Metal on Metal Hip Implants didn't really take off in popularity until 2006. Once these products reached the early and late majority, we started to see problems. In 2008, Zimmer Inc. recalled their Zimmer Durom Cup Hip Socket Implant. Two years later in 2010, Johnson & Johnson recalled from their DePuy Orthopedics division, the DePuy ASR Total Hip Replacement. Globally, J & J recalled 93,000 ASR hips. 37,000 of those were in the United States due a high early failure rate. More than 12% of the devices needed to be replaced within five years. Revision surgeries for Metal on metal Hip Implants totaled 14,131.

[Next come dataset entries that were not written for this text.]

use std::{
    any::{type_name, Any, TypeId},
    collections::HashMap,
    marker::PhantomData,
    sync::{
        atomic::{AtomicBool, Ordering},
        mpsc::{self, channel, Receiver, Sender},
        Arc,
    },
    thread::{self, JoinHandle},
};

/// A simple publish/subscribe system that allows sending and subscribing to values on different topics.
/// Each topic name is allocated to a single type, attempts to subscribe and publish to the same topic with
/// different types will panic!
pub struct PubSub {
    topics: HashMap<String, Topic>,
    signal: Receiver<Signal>,
    signal_source: Sender<Signal>,
}

pub struct Signal {}

struct Topic {
    value_type: TypeId,
    value_name: &'static str,
    incoming_sender: Sender<Arc<dyn Any + Send + Sync + 'static>>,
    incoming_recv: Receiver<Arc<dyn Any + Send + Sync + 'static>>,
    outgoing: Vec<Sender<Arc<dyn Any + Send + Sync + 'static>>>,
}

impl Topic {
    fn new<T: Any + Send + Sync + 'static>() -> Self {
        // create the channel where items will be sent to when published
        let (send, recv) = channel();

        Self {
            value_type: TypeId::of::<T>(),
            value_name: type_name::<T>(),
            incoming_sender: send,
            incoming_recv: recv,
            outgoing: Vec::new(),
        }
    }
}

pub struct Subscription<T: Any + Send + Sync + 'static> {
    topic: String,
    reciever: Receiver<Arc<dyn Any + Send + Sync + 'static>>,
    _phantom: PhantomData<T>,
}

impl<T: Any + Send + Sync + 'static> Subscription<T> {
    /// Tries to receive a value from the subscribed topic, but will not block if no data is available.
    pub fn try_recv(&mut self) -> Option<Arc<T>> {
        match self.reciever.try_recv() {
            Ok(value) => Some(
                value
                    .downcast::<T>()
                    .expect("Received value was not of the expected type"),
            ),
            Err(e) => {
                match e {
                    mpsc::TryRecvError::Empty => {}
                    mpsc::TryRecvError::Disconnected => {
                        println!("Disconnected!")
                    }
                }
                None
            }
        }
    }
    /// Receives a value from the subscribed topic, and will block if no data is available.
    pub fn recv(&mut self) -> Arc<T> {
        self.reciever
            .recv()
            .expect("Other end of channel was unexpectedly closed")
            .downcast::<T>()
            .expect("Received value was not of the expected type")
    }

    pub fn topic(&self) -> &str {
        &self.topic
    }
}

#[derive(Clone)]
pub struct Publisher<T: Any + Send + Sync + 'static> {
    topic: String,
    send: Sender<Arc<dyn Any + Send + Sync + 'static>>,
    signal: Sender<Signal>,
    _p: PhantomData<T>,
}

impl<T: Any + Send + Sync + 'static> Publisher<T> {
    /// Publishes a value wrapped in an `Arc` to the topic.
    pub fn publish(&mut self, value: Arc<T>) {
        self.send.send(value).unwrap();
        self.signal.send(Signal {}).unwrap();
    }

    pub fn topic(&self) -> &str {
        &self.topic
    }
}

impl PubSub {
    pub fn new() -> Self {
        let (send, receive) = channel();
        Self {
            topics: HashMap::new(),
            signal: receive,
            signal_source: send,
        }
    }

    fn get_topic_by_name_or_insert<T: Any + Send + Sync + 'static>(
        &mut self,
        topic: &str,
    ) -> &mut Topic {
        let t = self.topics.entry(topic.into()).or_insert(Topic::new::<T>());

        // make sure this topic was not previously claimed with a different type.
        assert!(
            t.value_type == TypeId::of::<T>(),
            "Topic {topic} already claimed by type '{}', but current type is '{}'",
            t.value_name,
            type_name::<T>()
        );

        t
    }

    /// Register as a publisher of the specific type to the topic name. Panics if the topic has already been allocated to values of a different type.
    pub fn publish<T: Any + Send + Sync + 'static>(&mut self, topic: &str) -> Publisher<T> {
        let t = self.get_topic_by_name_or_insert::<T>(topic);

        Publisher {
            topic: topic.to_string(),
            send: t.incoming_sender.clone(),
            signal: self.signal_source.clone(),
            _p: PhantomData,
        }
    }

    /// Subscribe to messages of the specific type on the topic name. Panics if the topic has already been allocated to values of a different type.
    pub fn subscribe<T: Any + Send + Sync + 'static>(&mut self, topic: &str) -> Subscription<T> {
        let t = self.get_topic_by_name_or_insert::<T>(topic);

        // create a channel for receiving the published messages
        let (send, recv) = channel();

        t.outgoing.push(send);

        Subscription {
            topic: topic.to_owned(),
            reciever: recv,
            _phantom: PhantomData,
        }
    }

    /// Proceses and distributes messages to all subscribers.
    pub fn tick(&mut self) {
        for (_topic, t) in self.topics.iter() {
            // read all the incoming messages and distribute them by cloning the Arc's

            while let Ok(v) = t.incoming_recv.try_recv() {
                for s in t.outgoing.iter() {
                    // TODO: handle closing the subsciptions and thus the channel itself.
                    s.send(v.clone()).unwrap();
                }
            }

            // empty all signals as well
        }
        while self.signal.try_recv().is_ok() {}
    }

    /// Starts a separate thread continously calling tick()
    pub fn start_background_thread(
        self,
        waker: impl FnMut() + Send + 'static,
    ) -> PubSubThreadHandle {
        PubSubThreadHandle::new(self, waker)
    }
}

pub struct PubSubThreadHandle {
    handle: JoinHandle<anyhow::Result<()>>,
    running: Arc<AtomicBool>,
}

impl PubSubThreadHandle {
    fn new(pubsub: PubSub, waker: impl FnMut() + Send + 'static) -> Self {
        let running = Arc::new(AtomicBool::new(true));

        let handle = thread::spawn({
            let running = running.clone();
            move || Self::tick_thread(pubsub, running, waker)
        });

        Self { handle, running }
    }

    pub fn stop(self) {
        self.running.store(false, Ordering::Relaxed);

        self.handle.join().unwrap().unwrap();
    }

    fn tick_thread(
        mut pubsub: PubSub,
        running: Arc<AtomicBool>,
        mut waker: impl FnMut() + Send + 'static,
    ) -> anyhow::Result<()> {
        while running.load(Ordering::Relaxed) {
            // block on the signal
            pubsub.signal.recv()?;

            // process messages
            pubsub.tick();

            // call the waker to notify anyone listening about the newly available messages
            waker();
        }

        Ok(())
    }
}

// #[derive(Debug)]
// struct Data {
//     d: Vec<u32>,
// }

// pub fn test() {
//     // test pubsub quickly
//     let mut ps = PubSub::new();
//     let mut s = ps.subscribe::<Data>("test");
//     let mut s2 = ps.subscribe::<Data>("test");
//     let mut p = ps.publish::<Data>("test");

//     p.publish(Data {
//         d: vec![1, 2, 3, 4],
//     });

//     ps.tick();

//     if let Some(d) = s.try_recv() {
//         dbg!(&d);
//         println!("{d:p}");
//     }

//     if let Some(d2) = s2.try_recv() {
//         dbg!(&d2);
//         println!("{d2:p}");
//     }
// }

In total, 16,800 adverse event reports have been filed for various metal on metal hip implant system. These reports are resulting in a growing amount of lawsuits from individuals clamming the manufacturers are negligent for these faulty devices. Johnson and Johnson faces 6,000 lawsuits alone for their faulty hip implants. Recipients of recalled Zimmer, and the Biomet M2A Magnum Hip Implant are also seeking justice.
At first, many of the device manufacturers blamed the surgeons, saying that the doctors failed to implant the device properly, and that their in house doctors had no trouble implanting the device properly. Surgeons and consumer advocates pointed out that it was the manufacturers doctors that designed these devices and the statistics were flawed in favor of the manufacturer. The disagreement between doctors and surgeons did not end with that. Med Page Today recently reported that Physicians believe the Post Market Studies will also be flawed. The FDA gave little specifics on reporting, leaving the possibility of inconsistencies from one manufacturer to another. For example, there was no specific qualification for measuring chromium and cobalt ions in the blood. This will leave the interpretation up to each individual device manufacturer, and we may not get an accurate look at metal on metal hip implant devices as a whole.
Also, it may be impossible to determine whether or not they have an early failure rate. The lifetime of the device is supposed to be roughly 15 years. The FDA can only order a Post Market Study for 3 years. A device that lasts 5 years, and in ineffective, will get by as being effective, if it makes it past the 3 year mark.
The timeframe of the study may also contribute to its ineffectiveness. The FDA is only able to require the study for 3 years. The devices in question are supposed to last 15 years. If we cannot measure
Perhaps the FDA's upcoming meeting will be a good chance to reevaluate the parameters of the study and the overall safety of metal on metal orthopedic devices.